Output the number of lines in the material below containing "SurveyAdvice" and nothing more.

*** Extracted entries ***

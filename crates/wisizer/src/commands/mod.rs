//! Command dispatch: bridges CLI args -> core sizing -> output formatting.

pub mod aps;
pub mod catalog;
pub mod config_cmd;
pub mod history;
pub mod size;
pub mod switches;
pub mod util;

use crate::cli::Command;
use crate::config::Context;
use crate::error::CliError;

/// Dispatch a catalogue-bound command to the appropriate handler.
pub fn dispatch(cmd: Command, ctx: &Context) -> Result<(), CliError> {
    match cmd {
        Command::Size(args) => size::handle(&args, ctx),
        Command::Aps(args) => aps::handle(&args, ctx),
        Command::Switches(args) => switches::handle(&args, ctx),
        Command::Catalog(args) => catalog::handle(args.command, ctx),
        Command::History(args) => history::handle(&args, ctx),
        // Config and Completions are handled before dispatch
        Command::Config(_) | Command::Completions(_) => unreachable!(),
    }
}
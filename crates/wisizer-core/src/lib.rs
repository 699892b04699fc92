//! Access point and PoE switch sizing engine.
//!
//! Everything here is a pure, synchronous function of a [`SizingRequest`],
//! a [`SizingConstants`] set and a read-only [`Catalog`]:
//!
//! - **[`estimate_demand`]**: client load, AP model selection and the
//!   coverage / capacity / density sub-counts behind the AP recommendation.
//!   Model choice is the standalone [`select_ap_model`] policy.
//!
//! - **[`provision_switches`]**: greedy scan of the switch catalogue for the
//!   model needing the fewest units to wire and power every AP, after the
//!   growth margin.
//!
//! - **[`Sizer`]**: runs both and merges them into a [`SizingResult`] with
//!   [`Advisory`] entries, a [`SurveyAdvice`] and a bill of materials.
//!
//! - **[`StaticCatalog`]**: the built-in scenario, AP and switch data, or a
//!   TOML document with the same shape.
//!
//! Side channels that consume results, never feed them: [`Narrator`]
//! explanations and the append-only [`Journal`].

pub mod advisory;
pub mod catalog;
pub mod constants;
pub mod error;
pub mod estimate;
pub mod journal;
pub mod model;
pub mod narrative;
pub mod provision;
pub mod result;

#[cfg(test)]
mod testing;

// ── Primary re-exports ──────────────────────────────────────────────
pub use advisory::{Advisory, SurveyAdvice, SurveyTrigger};
pub use catalog::{Catalog, CatalogDocument, StaticCatalog};
pub use constants::SizingConstants;
pub use error::CoreError;
pub use estimate::{
    ApChoice, ApCountBreakdown, ApCountDriver, ClientLoad, DemandEstimate, estimate_demand,
    select_ap_model,
};
pub use journal::{CalculationRecord, Journal};
pub use narrative::{
    FALLBACK_EXPLANATION, NarrativeError, Narrator, SummaryNarrator, explain_or_fallback,
};
pub use provision::{
    SwitchPlan, provision_switches, required_port_speed, switches_needed_for, usable_slots,
};
pub use result::{BomItem, BomLine, Sizer, SizingResult, SwitchOutcome};

// Re-export model types at the crate root for ergonomics.
pub use model::{
    ApModel, BandCapacity, DEFAULT_CEILING_HEIGHT_M, DocLinks, Environment, Generation, Layer,
    LicenseOption, PortGroup, Scenario, SelectedAp, SizingRequest, Stacking, SwitchModel,
    describe_ports, total_ports,
};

***

▶ _Answer area_
2